Now I wanted to punch him in the face. If a restaurant can't be trusted to get water right, why would you want to eat a full meal there?
My partner then handed me a greasy menu which was written entirely in Vietnamese. "Okay, lemme see" he said while rubbing his chin, "we want... um... this one. Yeah, this one." He pointed to a picture of a beef bowl that looked identical to every other picture on the grease stained menu. I was suddenly reminded that my partner is about as Vietnamese as I am. Needless to say, I had a sneaky suspicion that we were not going to be served what we wanted, although at that moment, all I really wanted was any kind of emergency that would require us to leave the building immediately. Just as I was devising a plan to activate the emergency help button on my radio without my partner seeing, our waiter came by and took our order.
I sat quietly and did my best to ignore the unmistakable and alarmingly nearby sound of dogs barking which had intensified since we sat down and then became frighteningly quiet seconds after we placed our order. "There must be a dog kennel near here" my idiot partner said.
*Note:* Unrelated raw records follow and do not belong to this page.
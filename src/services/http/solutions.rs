use axum::{
    extract::State,
    http::StatusCode,
    response::IntoResponse,
    Json,
};
use serde_json::json;

use super::{AppJson, AppPath, AppState, AuthUser};
use crate::models::solutions::{NewSolution, Solution};
use crate::services::{dispatch, solutions::SolutionRequest, ServiceError};

pub async fn submit_solution(
    State(state): State<AppState>,
    AuthUser(submitter_id): AuthUser,
    AppJson(solution): AppJson<NewSolution>,
) -> Result<impl IntoResponse, ServiceError> {
    let created = dispatch("solutions", &state.channels.solutions, |response| {
        SolutionRequest::SubmitSolution {
            submitter_id,
            solution,
            response,
        }
    })
    .await?;

    Ok((
        StatusCode::CREATED,
        Json(json!({
            "message": "Solution submitted successfully",
            "solution": created
        })),
    ))
}

pub async fn list_solutions(
    State(state): State<AppState>,
    AppPath(problem_id): AppPath<i64>,
) -> Result<Json<Vec<Solution>>, ServiceError> {
    let solutions = dispatch("solutions", &state.channels.solutions, |response| {
        SolutionRequest::ListSolutions {
            problem_id,
            response,
        }
    })
    .await?;

    Ok(Json(solutions))
}

pub async fn upvote(
    State(state): State<AppState>,
    AuthUser(_): AuthUser,
    AppPath(solution_id): AppPath<i64>,
) -> Result<impl IntoResponse, ServiceError> {
    let solution = dispatch("solutions", &state.channels.solutions, |response| {
        SolutionRequest::Upvote {
            solution_id,
            response,
        }
    })
    .await?;

    Ok(Json(json!({
        "message": "Solution upvoted successfully",
        "solution": solution
    })))
}

pub async fn accept_solution(
    State(state): State<AppState>,
    AuthUser(requester_id): AuthUser,
    AppPath(solution_id): AppPath<i64>,
) -> Result<impl IntoResponse, ServiceError> {
    let award = dispatch("solutions", &state.channels.solutions, |response| {
        SolutionRequest::AcceptSolution {
            solution_id,
            requester_id,
            response,
        }
    })
    .await?;

    Ok(Json(json!({
        "message": "Solution accepted and bounty awarded",
        "award": award
    })))
}
use config::{Config, ConfigError, Environment, File};
use serde::Deserialize;

#[derive(Debug, Deserialize)]
pub struct Postgres {
    pub url: String,
    #[serde(default = "default_max_connections")]
    pub max_connections: u32,
}

#[derive(Debug, Deserialize)]
pub struct Http {
    #[serde(default = "default_listen")]
    pub listen: String,
}

#[derive(Debug, Deserialize)]
pub struct Auth {
    pub jwt_secret: String,
    #[serde(default = "default_token_ttl_secs")]
    pub token_ttl_secs: i64,
}

#[derive(Debug, Deserialize)]
pub struct Stripe {
    #[serde(default = "default_stripe_url")]
    pub url: String,
    pub secret_key: String,
    #[serde(default = "default_currency")]
    pub currency: String,
}

#[derive(Debug, Deserialize)]
pub struct Settings {
    pub postgres: Postgres,
    pub http: Http,
    pub auth: Auth,
    pub stripe: Stripe,
}

fn default_max_connections() -> u32 {
    5
}

fn default_listen() -> String {
    "0.0.0.0:5000".to_string()
}

fn default_token_ttl_secs() -> i64 {
    3600
}

fn default_stripe_url() -> String {
    "https://api.stripe.com".to_string()
}

fn default_currency() -> String {
    "usd".to_string()
}

impl Settings {
    /// Loads `path` (extension optional) and overlays `NEXRO__SECTION__KEY`
    /// environment variables on top of it.
    pub fn new(path: &str) -> Result<Self, ConfigError> {
        let config = Config::builder()
            .add_source(File::with_name(path).required(false))
            .add_source(Environment::with_prefix("NEXRO").separator("__"))
            .build()?;

        config.try_deserialize()
    }
}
I sat quietly and reflected deeply on my life and the various paths it had taken that ultimately lead me to Pho 11's.
For the record, I'm not saying that I think the nearby pack of dogs were in any way connected to the restaurant or it's owners. And I certainly hope our ordering food was in no way connected to their sudden and unexplained silence. After all, this is America, and I really don't think that anyone could get away with something like that. And if Pho 11's is guilty of what I believe to be the most horrid of crimes, I think they'd surely make some kind of attempt to cover it up. They certainly wouldn't keep live dogs locked up out back, just an ear shot away from their customers. Also, if my initial suspicions were correct, the California Department of Environmental Health would not have issued Pho 11's a "B". They would have gotten at least a "C-" and the owners would have been prosecuted to the fullest degree. I quietly reassured myself with this logic as our beef bowls arrived. Upon seeing my dinner, I immediately broke out into a cold sweat and sat motionless while my entire life flashed before my eyes. My partner didn't hesitate for a second; he dove right in and was immediately singing the praises of Pho 11's and their questionable beef.
I was now faced with a moral dilemma: Do I eat the mystery beef, and possibly risk violating the unspoken promise that all dog owners subconsciously make with their pets about never turning to them for nourishment even if stranded on the most deserted of islands? Or do I refuse the food, and insult my partner, Pho 11's and their customers and (worst of all) disgrace my fathers legacy?
I made the decision and I stand by it to this day; I ate the beef.
It didn't taste like beef. I think the less said about this the better. Do yourself and your conscience a favor; don't go to Pho 11's, ever.